4. Gemeenschappelijke scenario's en tips:
* Fel zonlicht:
* Gebruik vulvulling om harde schaduwen op het gezicht te verminderen.
* Overweeg het gebruik van hogesnelheidssynchronisatie (HSS) om snellere sluitertijden te gebruiken en de achtergrond donkerder te maken.
* Open schaduw:
* Fill-flash kan een subtiele vleugje licht aan de ogen toevoegen en de huid opvrolijken.
* Gebruik een reflector om omgevingslicht op uw onderwerp te stuiteren voor een meer natuurlijke look.
* achtergrondverlichting:
* Gebruik vulvulling om het gezicht van het onderwerp te verlichten.
* Verhoog de flitstracht om de sterke achtergrondverlichting te overwinnen.
* bewolkte luchten:
* Fill-Flash kan warmte en kleur aan de huid toevoegen.
* Pas op dat u de flits niet overdrijft, omdat het omgevingslicht al zacht is.
* Gouden uur:
* Vaak is omgevingslicht voldoende.
* Gebruik spaarzaam vulvulling om een vleugje licht aan de ogen toe te voegen.
5. Belangrijkste overwegingen:
* Witbalans: Stel uw witbalans op de juiste manier in voor het omgevingslicht (bijv. "Daglicht" voor zonnige omstandigheden, "bewolkt" voor bewolkte luchten).

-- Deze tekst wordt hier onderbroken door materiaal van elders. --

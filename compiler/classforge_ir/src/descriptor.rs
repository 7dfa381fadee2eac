//! Parsing and IR-lowering of class-file-style type descriptors
//! (`Z|B|S|C|I|J|F|D|V`, `L<name>;`, `[<desc>`, `(<params>)<ret>`).

use std::sync::Arc;

use crate::error::DescriptorError;
use crate::ir_type::{IntWidth, IrType};

/// A fully-qualified internal class name, e.g. `java/lang/String`.
pub type InternalName = Arc<str>;

/// A field (or array-element, or parameter) type descriptor.
#[derive(Debug, Clone, PartialEq, Eq)]
pub enum FieldDescriptor {
    Boolean,
    Byte,
    Short,
    Char,
    Int,
    Long,
    Float,
    Double,
    Reference(InternalName),
    Array(Box<FieldDescriptor>),
}

impl FieldDescriptor {
    /// `Char` is the one primitive that is unsigned; everything else
    /// (including the smaller integer types) is signed. Front-end
    /// instruction selection uses this to decide between zero- and
    /// sign-extension when widening to a local.
    pub fn is_unsigned(&self) -> bool {
        matches!(self, FieldDescriptor::Char)
    }

    pub fn is_primitive(&self) -> bool {
        !matches!(self, FieldDescriptor::Reference(_) | FieldDescriptor::Array(_))
    }

    pub fn is_reference(&self) -> bool {
        matches!(self, FieldDescriptor::Reference(_) | FieldDescriptor::Array(_))
    }

    /// The narrow, as-stored IR type: no widening.
    pub fn storage_ir_type(&self) -> IrType {
        match self {
            FieldDescriptor::Boolean | FieldDescriptor::Byte => IrType::Integer(IntWidth::W8),
            FieldDescriptor::Short | FieldDescriptor::Char => IrType::Integer(IntWidth::W16),
            FieldDescriptor::Int => IrType::Integer(IntWidth::W32),
            FieldDescriptor::Long => IrType::Integer(IntWidth::W64),
            FieldDescriptor::Float => IrType::Float,
            FieldDescriptor::Double => IrType::Double,
            FieldDescriptor::Reference(name) => IrType::ptr(IrType::opaque(name.clone())),
            FieldDescriptor::Array(elem) => IrType::ptr(elem.storage_ir_type()),
        }
    }

    /// The IR type used for a local variable / stack slot: every sub-word
    /// integer (`boolean`, `byte`, `short`, `char`) is widened to 32 bits,
    /// matching how the class-file bytecode's local-variable and operand
    /// stack slots are word-sized.
    pub fn local_ir_type(&self) -> IrType {
        match self {
            FieldDescriptor::Boolean
            | FieldDescriptor::Byte
            | FieldDescriptor::Short
            | FieldDescriptor::Char
            | FieldDescriptor::Int => IrType::Integer(IntWidth::W32),
            FieldDescriptor::Long => IrType::Integer(IntWidth::W64),
            FieldDescriptor::Float => IrType::Float,
            FieldDescriptor::Double => IrType::Double,
            FieldDescriptor::Reference(_) | FieldDescriptor::Array(_) => self.storage_ir_type(),
        }
    }
}

/// A method descriptor: `(param1 param2 ...)return`, where `return` is
/// `None` for `void`.
#[derive(Debug, Clone, PartialEq, Eq)]
pub struct MethodDescriptor {
    pub params: Vec<FieldDescriptor>,
    pub ret: Option<FieldDescriptor>,
}

/// Parses a single field descriptor starting at `input`'s first character,
/// returning the parsed descriptor and the unconsumed remainder.
fn parse_one(input: &str) -> Result<(FieldDescriptor, &str), DescriptorError> {
    let mut chars = input.chars();
    let tag = chars
        .next()
        .ok_or_else(|| DescriptorError::Truncated(input.to_string()))?;
    let rest = chars.as_str();

    match tag {
        'Z' => Ok((FieldDescriptor::Boolean, rest)),
        'B' => Ok((FieldDescriptor::Byte, rest)),
        'S' => Ok((FieldDescriptor::Short, rest)),
        'C' => Ok((FieldDescriptor::Char, rest)),
        'I' => Ok((FieldDescriptor::Int, rest)),
        'J' => Ok((FieldDescriptor::Long, rest)),
        'F' => Ok((FieldDescriptor::Float, rest)),
        'D' => Ok((FieldDescriptor::Double, rest)),
        'L' => {
            let end = rest
                .find(';')
                .ok_or_else(|| DescriptorError::UnterminatedReference(input.to_string()))?;
            let name = &rest[..end];
            if name.is_empty() {
                return Err(DescriptorError::EmptyReferenceName(input.to_string()));
            }
            Ok((
                FieldDescriptor::Reference(Arc::from(name)),
                &rest[end + 1..],
            ))
        }
        '[' => {
            let (elem, rest) = parse_one(rest)?;
            Ok((FieldDescriptor::Array(Box::new(elem)), rest))
        }
        other => Err(DescriptorError::UnknownTag(other, input.to_string())),
    }
}

/// Parses a complete field descriptor, requiring the whole string to be
/// consumed.
pub fn parse_field_descriptor(input: &str) -> Result<FieldDescriptor, DescriptorError> {
    let (desc, rest) = parse_one(input)?;
    if !rest.is_empty() {
        return Err(DescriptorError::TrailingData(input.to_string()));
    }
    Ok(desc)
}

/// Parses a complete method descriptor `(params)ret`.
pub fn parse_method_descriptor(input: &str) -> Result<MethodDescriptor, DescriptorError> {
    let body = input
        .strip_prefix('(')
        .ok_or_else(|| DescriptorError::MissingOpenParen(input.to_string()))?;
    let close = body
        .find(')')
        .ok_or_else(|| DescriptorError::MissingCloseParen(input.to_string()))?;
    let (mut params_str, ret_str) = (&body[..close], &body[close + 1..]);

    let mut params = Vec::new();
    while !params_str.is_empty() {
        let (desc, rest) = parse_one(params_str)?;
        params.push(desc);
        params_str = rest;
    }

    let ret = if ret_str == "V" {
        None
    } else {
        Some(parse_field_descriptor(ret_str)?)
    };

    Ok(MethodDescriptor { params, ret })
}

#[cfg(test)]
mod tests {
    use super::*;

    #[test]
    fn parses_primitives() {
        assert_eq!(parse_field_descriptor("I").unwrap(), FieldDescriptor::Int);
        assert_eq!(parse_field_descriptor("J").unwrap(), FieldDescriptor::Long);
        assert_eq!(
            parse_field_descriptor("Z").unwrap(),
            FieldDescriptor::Boolean
        );
    }

    #[test]
    fn parses_reference_preserving_name() {
        let desc = parse_field_descriptor("Ljava/lang/String;").unwrap();
        assert_eq!(
            desc,
            FieldDescriptor::Reference(Arc::from("java/lang/String"))
        );
    }

    #[test]
    fn parses_nested_array() {
        let desc = parse_field_descriptor("[[I").unwrap();
        assert_eq!(
            desc,
            FieldDescriptor::Array(Box::new(FieldDescriptor::Array(Box::new(
                FieldDescriptor::Int
            ))))
        );
    }

    #[test]
    fn parses_method_descriptor_with_void_return() {
        let desc = parse_method_descriptor("(ILjava/lang/String;)V").unwrap();
        assert_eq!(desc.params.len(), 2);
        assert_eq!(desc.ret, None);
    }

    #[test]
    fn parses_method_descriptor_with_no_params() {
        let desc = parse_method_descriptor("()I").unwrap();
        assert!(desc.params.is_empty());
        assert_eq!(desc.ret, Some(FieldDescriptor::Int));
    }

    #[test]
    fn rejects_malformed_descriptors() {
        assert!(parse_field_descriptor("Q").is_err());
        assert!(parse_field_descriptor("Ljava/lang/String").is_err());
        assert!(parse_field_descriptor("II").is_err());
        assert!(parse_method_descriptor("I)V").is_err());
        assert!(parse_method_descriptor("(I").is_err());
    }

    #[test]
    fn char_is_the_only_unsigned_primitive() {
        assert!(FieldDescriptor::Char.is_unsigned());
        assert!(!FieldDescriptor::Byte.is_unsigned());
        assert!(!FieldDescriptor::Short.is_unsigned());
        assert!(!FieldDescriptor::Int.is_unsigned());
    }

    #[test]
    fn sub_word_locals_widen_to_32_bits() {
        use crate::ir_type::{IntWidth, IrType};
        assert_eq!(FieldDescriptor::Byte.local_ir_type(), IrType::Integer(IntWidth::W32));
        assert_eq!(FieldDescriptor::Boolean.local_ir_type(), IrType::Integer(IntWidth::W32));
        assert_eq!(FieldDescriptor::Long.local_ir_type(), IrType::Integer(IntWidth::W64));
    }
}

Mogelijk moet u het ook enigszins aanpassen om de flash -uitgang aan het omgevingslicht te matchen.
* Afstand: De afstand tussen de flits en uw onderwerp beïnvloedt het benodigde flash -vermogen. Hoe dichter de flitser, hoe minder stroom vereist.
* Flash Sync -snelheid: Het overschrijden van de flash -synchronisatiesnelheid van uw camera zal resulteren in een zwarte balk in uw afbeeldingen. Gebruik HSS indien nodig (maar houd er rekening mee dat het flash -power kan verminderen).
* Oefening: De sleutel tot het beheersen van Fill-Flash is oefenen. Experimenteer met verschillende instellingen en lichtomstandigheden om te zien wat het beste werkt.
Samenvattend gaat het mengen van omgevingslicht en vulling over het bereiken van een balans tussen natuurlijk en kunstmatig licht. Door de hierboven beschreven principes te begrijpen en regelmatig te oefenen, kunt u prachtige, goed verlichte portretten maken die uw onderwerp in het best mogelijke licht laten zien.